With alarming inflation across the country, the new governor of the Bank of Japan (BoJ), Kazuo Ueda, will have a baptism of fire when he takes up his role. Even though price increases are expected to slow down during Q1 2023 thanks to government energy subsidies, core inflation has continued to rise this winter. Price dynamics are posing a major challenge and may force the BoJ into making changes to its interest rate control policy, despite bond yields falling off as a result of the recent US bank failures. The Japanese economy stagnated in Q4 2022, buoyed by foreign trade and private consumption during Q4 2022, but slowed by public and private investment. We expect growth to continue in 2023 (1.2%) at a similar pace to 2022 (1.1%), before a more sluggish growth takes hold in 2024 (0.8%).
Inflation fell in February (3.3% y/y), thanks to the energy subsidies introduced by the government. However, inflation could prove to be more persistent than expected in 2023 and put the BoJ’s current monetary policy under increasing pressure. Firstly, core inflation (excluding fresh food and energy) continued to rise (3.6% y/y in February following an increase of 3.3% in January). Secondly, inflation become noticeably more widespread during Q4 2022: the BoJ’s inflation spread index stood at 69.3 points in February, close to December record at 69.5. Finally, services inflation also grew more quickly (1.3% y/y in February compared to 0.8% in December). These factors, combined with major future wage increases, should keep inflation at close to 3% in 2023, with a return to the 2% target not expected before 2024.

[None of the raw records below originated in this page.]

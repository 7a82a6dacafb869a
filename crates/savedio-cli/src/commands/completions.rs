use std::io::{self, Write};
use std::path::Path;

use clap::CommandFactory;
use clap_complete::aot::Generator;
use clap_complete::{generate, shells};

use crate::cli::{Cli, CompletionShell};
use crate::error::CliError;

pub fn run_completions(shell: CompletionShell, output_path: Option<&Path>) -> Result<(), CliError> {
    let buffer = render_completions(shell);

    if let Some(path) = output_path {
        std::fs::write(path, &buffer)?;
        println!("{}", path.display());
    } else {
        io::stdout().write_all(&buffer)?;
    }

    Ok(())
}

pub fn render_completions(shell: CompletionShell) -> Vec<u8> {
    let mut command = Cli::command();
    let mut buffer = Vec::new();
    match shell {
        CompletionShell::Bash => generate_for_shell(shells::Bash, &mut command, &mut buffer),
        CompletionShell::Zsh => generate_for_shell(shells::Zsh, &mut command, &mut buffer),
        CompletionShell::Fish => generate_for_shell(shells::Fish, &mut command, &mut buffer),
    }
    buffer
}

fn generate_for_shell<G: Generator>(
    generator: G,
    command: &mut clap::Command,
    buffer: &mut Vec<u8>,
) {
    generate(generator, command, "savedio", buffer);
}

Therefore, the new BoJ Governor, Kazuo Ueda, will be under pressure as soon as he takes up his position in April. While the BoJ should maintain an accommodating monetary policy, we expect Japan’s yield curve control ceiling to be raised to 1% (10-year maturity) in the coming months (from its level of 0.5% today).
A faltering recovery
Japan has reopened to tourists, but the number of foreign visitors arriving in January was still at around half (44%) of its 2019 level. However, this did help the services sector to rebound and supported consumption growth by more than 0.25pt during Q4 2022. At the same time, there is still major catch-up potential, as spending among non-residents in Japan stood at one third of its pre-pandemic level at the end of 2022, and this should continue to help to boost the economy in 2023. Despite earnings falling in real terms for almost two years now, household consumption rose above its pre-pandemic level for the first time during Q4 2022.
The labour market tightened during Q4 2022 and is expected to remain under pressure throughout 2023. The unemployment rate is close to its historically low pre-pandemic level, standing at 2.6% in February. The number of new job openings has also matched its February 2020 level. Tight labour market conditions and persistent pressures on consumer prices may push wages up. According to the Japanese Ministry of Health, Labour and Welfare, nominal base wages rose 0.8% y/y in January 2023, down from the figures for the end of 2022 (+1.6% y/y in December).
However, this rate should improve as a result of the annual Shunto wage negotiations, with final agreements expected in April. Prime Minister Fumio Kishida is in favour of a 3% wage increase, which is below the 5% rise being called for by the Rengo trade union (Japanese trade union). We believe that all sides will agree upon a 3.6% wage increase, which would just about offset the effects of inflation on purchasing power.
China easing its “zero-covid” policy is still only being felt moderately on the Japanese economy, but its effects should become more prominent by Q2 2023. Japanese industrial production, which is closely linked to exports to China and therefore to the Chinese economy, recovered by 4.5% y/y in February, after a 6.4% contraction in January, but is still 7.4% below its Q3 2019 levels. Car production, a major contributor to Japanese exports, was 11.2% below its pre-pandemic level in February. Exports to China, which had fallen in December and January, should continue their recovery which began in February (+20% m/m).